200.- Si dans une maladie défective l'affection externe localisée est encore présente, on a alors plus de chance pour arriver à déterminer le remède homéopathique correspondant à la maladie interne, provocatrice de cette manifestation distinctive.

            Lorsque ce remède est enfin trouvé et qu'on l'administre exclusivement par voie interne, la persistance de l'affection localisée indique que la cure n'est point parfaite encore. Tandis que sa disparition, sans avoir été supprimée par un remède externe quelconque, prouve que le mal a été extirpé jusque dans ses racines et que la restauration de la santé - par la cessation à la fois de l'affection externe et interne - est obtenue. On atteint ainsi le but qu'on s'était proposé, avantage indispensable qu'on ne saurait assez apprécier.

 

201.- Il apparait que l'énergie vitale, accablée d'une maladie chronique dont elle ne peut triompher ici par sa propre force, provoque d'une manière pour ainsi dire instinctive, le développement d'une affection locale quelque part à l'extérieur du corps.
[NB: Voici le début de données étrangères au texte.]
//! Plain-text presentation of a session.

use std::fmt::Write as _;

use tile_duel_core::{CellCoord, Event, GameStatus, MoveRejection, Player};
use tile_duel_system_session::Session;

const CELL_WIDTH: usize = 6;

/// Draws the board followed by the turn and score line.
pub(crate) fn board(session: &Session) -> String {
    let board = session.board();
    let dimension = board.dimension();
    let rule = format!("+{}+\n", "-".repeat(CELL_WIDTH * dimension as usize));

    let mut text = rule.clone();
    for row in 0..dimension {
        text.push('|');
        for column in 0..dimension {
            match board.value_at(CellCoord::new(column, row)) {
                Some(value) => {
                    let _ = write!(text, "{value:>width$}", width = CELL_WIDTH);
                }
                None => {
                    let _ = write!(text, "{:>width$}", ".", width = CELL_WIDTH);
                }
            }
        }
        text.push_str("|\n");
    }
    text.push_str(&rule);

    let scores = session.scores();
    let _ = write!(
        text,
        "turn {} | {} to move | p1 {} - p2 {}",
        session.turn_count(),
        session.active_player(),
        scores.p1,
        scores.p2
    );
    text
}

/// Describes a finished game, if it is finished.
pub(crate) fn verdict(status: GameStatus) -> Option<&'static str> {
    match status {
        GameStatus::Ongoing => None,
        GameStatus::Winner(Player::One) => Some("player one wins"),
        GameStatus::Winner(Player::Two) => Some("player two wins"),
        GameStatus::Draw => Some("draw"),
        GameStatus::Won => Some("you win"),
        GameStatus::Lost => Some("no moves left, you lose"),
    }
}

/// Message for the events a player should hear about directly.
pub(crate) fn notice(event: &Event) -> Option<String> {
    match event {
        Event::MoveRejected {
            direction,
            reason: MoveRejection::Throttled,
        } => Some(format!("{direction} ignored, tiles are still moving")),
        Event::MoveRejected {
            reason: MoveRejection::GameOver,
            ..
        } => Some(String::from("game over, type `restart` for a new game")),
        Event::TilesMoved { changed: false, direction, .. } => {
            Some(format!("nothing moves {direction}"))
        }
        _ => None,
    }
}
Cela dans le but d'étouffer ce mal interne qui menace les organes essentiels et la vie, en produisant puis entretenant une manifestation extérieure en un point de l'organisme sans intérêt vital.

            Il s'agit par là de détourner en quelque sorte les forces perturbatrices non encore localisées, d'une fixation possible sur des organes vitaux, en les orientant vers des manifestations périphériques, c'est-à-dire de substituer un mal externe à un mal interne.L'affection localisée, de cette façon, réduit momentanément au silence la maladie interne, sans pouvoir cependant ni la guérir, ni la diminuer essentiellement (a).

            Toutefois, n'oublions pas que l'affection localisée n'est pas une entité à part. C'est positivement une fraction faisant intégralement partie de la maladie générale, fraction que l'énergie vitale a amplifiée pour ainsi dire au préjudice de la maladie interne, sur un endroit déterminé de l'organisme et qu'elle a «transféré» sur une région (extérieure) du corps physique où le danger est moindre, pour apaiser d'autant l'affection interne.

            Mais, comme nous l'avons dit, cette dernière n'est rien moins qu'améliorée ou guérie pour cela; au contraire, elle progresse peu à peu, de sorte que la nature est forcée de développer toujours davantage et d'aggraver encore l'affection dérivative, afin qu'elle soit en mesure de se substituer au mal interne qui gagne du terrain, pour l'apaiser et lui servir ainsi de «soupape de sûreté».

            Ainsi, les ulcères torpides aux jambes continuent à s'étendre tant que la psore interne n'est point guérie, le chancre primaire évolue tant que la syphilis interne n'est pas annihilée et les condylomes se multiplient et grandissent, tant que la sycose reste sans guérison, pendant que par les progrès du temps, la maladie interne générale continue d'elle-même son évolution et devient de plus en plus rebelle à la thérapeutique.

  (a) Les exutoires des médecins de l'ancienne École, comme les abcès de fixation, produisent quelque chose d'analogue. Ces suppurations artificielles provoquées aux parties extérieures camouflent bien certaines maladies chroniques internes, mais ne les réduisent au silence que pour un laps de temps très court (tant qu'elles causent une irritation douloureuse à laquelle l'organisme malade ne s'est pas encore accoutumé), sans pouvoir les guérir. D'un autre côté elles débilitent l'organisme et portent une atteinte à l'état général, bien plus profonde que ne le feraient la plupart des métastases produites par la force vitale instinctive.